Checkbook, a U.S.-based payments company, introduced the startups to JPMorgan, The Information reported. But the connection to high-risk jurisdictions rang alarm bells internally at the bank.
JPMorgan says it isn’t getting tough on stablecoins. “This has nothing to do with stablecoin companies,” the bank’s spokesman reportedly said. “We bank stablecoin issuers and stablecoin-related businesses, [and] we recently took a stablecoin issuer public.
But the startups’ operations in Venezuela raised concerns linked to U.S. financial regulations, specifically sanctions enforcement.
Banks like JPMorgan are supposed to know who they’re doing business with, and where their money is coming from, or the S.E.C. comes calling.

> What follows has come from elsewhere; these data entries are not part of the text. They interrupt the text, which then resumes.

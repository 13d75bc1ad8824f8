//! Executable discovery across all utility output trees.

use serde::Serialize;
use std::collections::BTreeMap;
use std::path::{Path, PathBuf};

use crate::error::Result;
use crate::utils::files;

/// Executable file name → absolute path.
///
/// Built once by [`locate`] and read-only afterwards. When two output trees
/// contain the same file name, the entry discovered last wins. Discovery
/// visits paths in sorted order, so "last" is deterministic.
#[derive(Debug, Clone, Default, PartialEq, Eq, Serialize)]
#[serde(transparent)]
pub struct BinaryIndex {
    entries: BTreeMap<String, PathBuf>,
}

impl BinaryIndex {
    pub fn new() -> Self {
        Self::default()
    }

    /// Record `name`, replacing and returning any earlier path.
    pub fn insert(&mut self, name: impl Into<String>, path: impl Into<PathBuf>) -> Option<PathBuf> {
        self.entries.insert(name.into(), path.into())
    }

    pub fn get(&self, name: &str) -> Option<&Path> {
        self.entries.get(name).map(PathBuf::as_path)
    }

    pub fn contains(&self, name: &str) -> bool {
        self.entries.contains_key(name)
    }

    pub fn len(&self) -> usize {
        self.entries.len()
    }

    pub fn is_empty(&self) -> bool {
        self.entries.is_empty()
    }

    /// Names and display paths, for diagnostics and error details.
    pub fn to_display_map(&self) -> BTreeMap<String, String> {
        self.entries
            .iter()
            .map(|(name, path)| (name.clone(), path.display().to_string()))
            .collect()
    }
}

/// Scan `<utilities_root>/*/bin/**/<executable_pattern>` and index every
/// non-directory match found. Executables unrelated to the configured utilities are
/// indexed too. A missing root or zero matches gives an empty index.
pub fn locate(utilities_root: &Path, executable_pattern: &str) -> Result<BinaryIndex> {
    let pattern = format!("*/bin/**/{}", executable_pattern);
    let mut index = BinaryIndex::new();

    for path in files::glob_files(utilities_root, &pattern)? {
        let Some(name) = path.file_name().map(|n| n.to_string_lossy().to_string()) else {
            continue;
        };
        let path = std::path::absolute(&path).unwrap_or(path);

        if let Some(previous) = index.insert(name.clone(), path.clone()) {
            log_status!(
                "locate",
                "{} found at {}, replacing {}",
                name,
                path.display(),
                previous.display()
            );
        }
    }

    log_status!(
        "locate",
        "Indexed {} executable(s) under {}",
        index.len(),
        utilities_root.display()
    );

    Ok(index)
}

Trump is not known for his forgiving nature.
Trump takes tankers and declares Venezuela oil a U.S. ‘asset
At the same time as JPMorgan was aiding in the blockade, President Donald Trump pushed to tighten financial handcuffs on Venezuela further. Two weeks ago, Trump’s team seized two tankers full of Venezuelan oil and is currently monitoring a third.
Asked by reporters on Tuesday about the sale of the hotel, Mr. Trump had said: “Maybe we will sell it, maybe we won’t. Maybe we’ll use it as a strategic reserve. We’re keeping the ships also.”

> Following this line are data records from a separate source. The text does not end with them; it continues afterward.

pub mod codes;
pub mod help;

use std::collections::BTreeMap;

use serde::{Deserialize, Serialize};
use serde_json::Value;

#[derive(Debug, Clone, Copy, PartialEq, Eq, Hash)]
pub enum ErrorCode {
    ConfigInvalidJson,
    ConfigInvalidValue,

    ValidationInvalidArgument,

    CleanupIoError,

    BuildProjectNotFound,

    SequenceBinaryNotFound,

    ProcessSpawnFailed,

    InternalIoError,
    InternalJsonError,
    InternalUnexpected,
}

impl ErrorCode {
    pub fn as_str(&self) -> &'static str {
        match self {
            ErrorCode::ConfigInvalidJson => "config.invalid_json",
            ErrorCode::ConfigInvalidValue => "config.invalid_value",

            ErrorCode::ValidationInvalidArgument => "validation.invalid_argument",

            ErrorCode::CleanupIoError => "cleanup.io_error",

            ErrorCode::BuildProjectNotFound => "build.project_not_found",

            ErrorCode::SequenceBinaryNotFound => "sequence.binary_not_found",

            ErrorCode::ProcessSpawnFailed => "process.spawn_failed",

            ErrorCode::InternalIoError => "internal.io_error",
            ErrorCode::InternalJsonError => "internal.json_error",
            ErrorCode::InternalUnexpected => "internal.unexpected",
        }
    }
}

#[derive(Debug, Clone, Serialize, Deserialize)]
#[serde(rename_all = "camelCase")]
pub struct Hint {
    pub message: String,
}

#[derive(Debug, Serialize)]
#[serde(rename_all = "camelCase")]
pub struct ConfigInvalidJsonDetails {
    pub path: String,
    pub error: String,
}

#[derive(Debug, Serialize)]
#[serde(rename_all = "camelCase")]
pub struct ConfigInvalidValueDetails {
    pub key: String,
    #[serde(skip_serializing_if = "Option::is_none")]
    pub value: Option<String>,
    pub problem: String,
}

#[derive(Debug, Serialize)]
#[serde(rename_all = "camelCase")]
pub struct InvalidArgumentDetails {
    pub field: String,
    pub problem: String,
    #[serde(skip_serializing_if = "Option::is_none")]
    pub id: Option<String>,
    #[serde(skip_serializing_if = "Option::is_none")]
    pub tried: Option<Vec<String>>,
}

#[derive(Debug, Serialize)]
#[serde(rename_all = "camelCase")]
pub struct CleanupIoErrorDetails {
    pub path: String,
    pub error: String,
}

#[derive(Debug, Serialize)]
#[serde(rename_all = "camelCase")]
pub struct ProjectNotFoundDetails {
    pub project: String,
    pub directory: String,
}

#[derive(Debug, Serialize)]
#[serde(rename_all = "camelCase")]
pub struct BinaryNotFoundDetails {
    pub executable: String,
    pub step: usize,
    pub index: BTreeMap<String, String>,
}

#[derive(Debug, Serialize)]
#[serde(rename_all = "camelCase")]
pub struct SpawnFailedDetails {
    pub program: String,
    pub error: String,
    #[serde(skip_serializing_if = "Option::is_none")]
    pub working_dir: Option<String>,
}

#[derive(Debug, Serialize)]
#[serde(rename_all = "camelCase")]
pub struct InternalIoErrorDetails {
    pub error: String,
    #[serde(skip_serializing_if = "Option::is_none")]
    pub context: Option<String>,
}

#[derive(Debug, Serialize)]
#[serde(rename_all = "camelCase")]
pub struct InternalJsonErrorDetails {
    pub error: String,
    #[serde(skip_serializing_if = "Option::is_none")]
    pub context: Option<String>,
}

#[derive(Debug, Clone)]
pub struct Error {
    pub code: ErrorCode,
    pub message: String,
    pub details: Value,
    pub hints: Vec<Hint>,
}

pub type Result<T> = std::result::Result<T, Error>;

impl std::fmt::Display for Error {
    fn fmt(&self, f: &mut std::fmt::Formatter<'_>) -> std::fmt::Result {
        write!(f, "{}", self.message)
    }
}

impl std::error::Error for Error {}

fn to_details<T: Serialize>(details: T) -> Value {
    serde_json::to_value(details).unwrap_or_else(|_| Value::Object(serde_json::Map::new()))
}

impl Error {
    pub fn new(code: ErrorCode, message: impl Into<String>, details: Value) -> Self {
        Self {
            code,
            message: message.into(),
            details,
            hints: Vec::new(),
        }
    }

    pub fn config_invalid_json(path: impl Into<String>, err: serde_json::Error) -> Self {
        let details = to_details(ConfigInvalidJsonDetails {
            path: path.into(),
            error: err.to_string(),
        });

        Self::new(
            ErrorCode::ConfigInvalidJson,
            "Invalid JSON in configuration",
            details,
        )
    }

    pub fn config_invalid_value(
        key: impl Into<String>,
        value: Option<String>,
        problem: impl Into<String>,
    ) -> Self {
        let details = to_details(ConfigInvalidValueDetails {
            key: key.into(),
            value,
            problem: problem.into(),
        });

        Self::new(
            ErrorCode::ConfigInvalidValue,
            "Invalid configuration value",
            details,
        )
    }

    pub fn validation_invalid_argument(
        field: impl Into<String>,
        problem: impl Into<String>,
        id: Option<String>,
        tried: Option<Vec<String>>,
    ) -> Self {
        let details = to_details(InvalidArgumentDetails {
            field: field.into(),
            problem: problem.into(),
            id,
            tried,
        });

        Self::new(
            ErrorCode::ValidationInvalidArgument,
            "Invalid argument",
            details,
        )
    }

    pub fn cleanup_io(path: impl Into<String>, error: impl Into<String>) -> Self {
        let path = path.into();
        let details = to_details(CleanupIoErrorDetails {
            path: path.clone(),
            error: error.into(),
        });

        Self::new(
            ErrorCode::CleanupIoError,
            format!("Failed to delete stale artifact '{}'", path),
            details,
        )
        .with_hint("Close any program holding the file open, or set cleanup.strict to false")
    }

    pub fn build_project_not_found(project: impl Into<String>, directory: impl Into<String>) -> Self {
        let project = project.into();
        let details = to_details(ProjectNotFoundDetails {
            project: project.clone(),
            directory: directory.into(),
        });

        Self::new(
            ErrorCode::BuildProjectNotFound,
            format!("Project directory for '{}' not found", project),
            details,
        )
        .with_hint("Check utilities_root and the project's directory in the configuration")
    }

    pub fn binary_not_found(
        executable: impl Into<String>,
        step: usize,
        index: BTreeMap<String, String>,
    ) -> Self {
        let executable = executable.into();
        let details = to_details(BinaryNotFoundDetails {
            executable: executable.clone(),
            step,
            index,
        });

        Self::new(
            ErrorCode::SequenceBinaryNotFound,
            format!("Executable '{}' was not found in any build output", executable),
            details,
        )
        .with_hint("Run 'vhdci locate' to inspect the discovered binaries")
    }

    pub fn process_spawn_failed(
        program: impl Into<String>,
        error: impl Into<String>,
        working_dir: Option<String>,
    ) -> Self {
        let program = program.into();
        let details = to_details(SpawnFailedDetails {
            program: program.clone(),
            error: error.into(),
            working_dir,
        });

        Self::new(
            ErrorCode::ProcessSpawnFailed,
            format!("Failed to start '{}'", program),
            details,
        )
    }

    pub fn internal_io(error: impl Into<String>, context: Option<String>) -> Self {
        let details = to_details(InternalIoErrorDetails {
            error: error.into(),
            context,
        });

        Self::new(ErrorCode::InternalIoError, "IO error", details)
    }

    pub fn internal_json(error: impl Into<String>, context: Option<String>) -> Self {
        let details = to_details(InternalJsonErrorDetails {
            error: error.into(),
            context,
        });

        Self::new(ErrorCode::InternalJsonError, "JSON error", details)
    }

    pub fn internal_unexpected(error: impl Into<String>) -> Self {
        Self::new(
            ErrorCode::InternalUnexpected,
            "Unexpected error",
            serde_json::json!({ "error": error.into() }),
        )
    }

    pub fn with_hint(mut self, message: impl Into<String>) -> Self {
        self.hints.push(Hint {
            message: message.into(),
        });
        self
    }
}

Central to the crackdown is Venezuela’s state oil company, PDVSA, which has been blocked under Executive Orders 13850 and 13884 since 2019. According to a Treasury Department notice published by Trump’s administration, oil sales are supporting Nicolás Maduro’s regime.

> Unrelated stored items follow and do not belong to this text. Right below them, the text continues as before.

use clap::Args;

use vhdci::config::{LoadOptions, PipelineConfig, Profile};

pub type CmdResult<T> = vhdci::Result<(T, i32)>;

/// Options shared by every subcommand.
#[derive(Args, Debug, Clone, Default)]
pub(crate) struct GlobalArgs {
    /// Built-in pipeline variant
    #[arg(long, global = true, value_enum)]
    pub profile: Option<Profile>,

    /// JSON file overriding any subset of the built-in configuration
    #[arg(long = "config", global = true, value_name = "FILE")]
    pub config_file: Option<String>,

    /// Working directory to purge and run the command sequence in
    #[arg(long, global = true, value_name = "DIR")]
    pub workdir: Option<String>,

    /// Directory holding one subdirectory per utility project
    #[arg(long, global = true, value_name = "DIR")]
    pub utilities_root: Option<String>,
}

impl GlobalArgs {
    pub fn load_options(&self) -> LoadOptions {
        LoadOptions {
            profile: self.profile,
            config_file: self.config_file.clone(),
            working_dir: self.workdir.clone(),
            utilities_root: self.utilities_root.clone(),
        }
    }

    pub fn load_config(&self) -> vhdci::Result<PipelineConfig> {
        vhdci::config::load(&self.load_options())
    }
}

pub mod build;
pub mod clean;
pub mod config;
pub mod errors;
pub mod locate;
pub mod run;

/// Dispatch a command to its handler and map result to JSON.
macro_rules! dispatch {
    ($args:expr, $module:ident) => {
        crate::output::map_cmd_result_to_json($module::run($args))
    };
    ($args:expr, $global:expr, $module:ident) => {
        crate::output::map_cmd_result_to_json($module::run($args, $global))
    };
}

pub(crate) fn run_json(
    command: crate::Commands,
    global: &GlobalArgs,
) -> (vhdci::Result<serde_json::Value>, i32) {
    crate::tty::status("vhdci is working...");

    match command {
        // Commands without global context
        crate::Commands::Errors(args) => dispatch!(args, errors),

        // Commands with global context
        crate::Commands::Run(args) => dispatch!(args, global, run),
        crate::Commands::Clean(args) => dispatch!(args, global, clean),
        crate::Commands::Build(args) => dispatch!(args, global, build),
        crate::Commands::Locate(args) => dispatch!(args, global, locate),
        crate::Commands::Config(args) => dispatch!(args, global, config),
    }
}

/// Run the pipeline with human diagnostics only. Child output owns stdout,
/// so errors are rendered to stderr instead of a JSON envelope.
pub(crate) fn run_raw(args: run::RunArgs, global: &GlobalArgs) -> i32 {
    match run::run(args, global) {
        Ok((_, exit_code)) => exit_code,
        Err(err) => {
            run::print_error(&err);
            crate::output::exit_code_for_error(err.code)
        }
    }
}
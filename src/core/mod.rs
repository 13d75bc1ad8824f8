// Public modules
pub mod build;
pub mod cleanup;
pub mod config;
pub mod error;
pub mod locate;
pub mod pipeline;
pub mod process;
pub mod sequence;

// Re-export common types for convenience
pub use config::{CommandStep, PipelineConfig, Profile, UtilityProject};
pub use error::{Error, ErrorCode, Result};
pub use locate::BinaryIndex;
pub use pipeline::{RunOutcome, RunReport};
pub use process::{ExecutionResult, Invocation, ProcessRunner, SystemRunner};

Earlier this month, they formally named fentanyl (which they claim is coming through Venezuela) a “weapon of mass destruction.”
On Dec. 11, the U.S. Department of the Treasury sanctioned six shipping companies that have transported oil from Venezuela by providing false location data and transmitting inaccurate shipment information.
The first is Myra Marine Limited, which operates in the Marshall Islands. Then there is Arctic Voyager Incorporated, also Marshall Islands-based. Then there is Poweroy Investment Limited, which is registered in the British Virgin Islands. Ready Great Limited, also from the Marshall Islands, was sanctioned, as was sales agent Sino Marine Services Limited, a UK-registered entity that operates the TAMIA (IMO: 9315642), which was flagged in Hong Kong.
Finally, there was Full Happy Limited, also registered in the Marshall Islands, whose ship loaded oil after a late-May transfer and sailed for Asia. Like the others, it was struck with that same designation: E.O. 13850.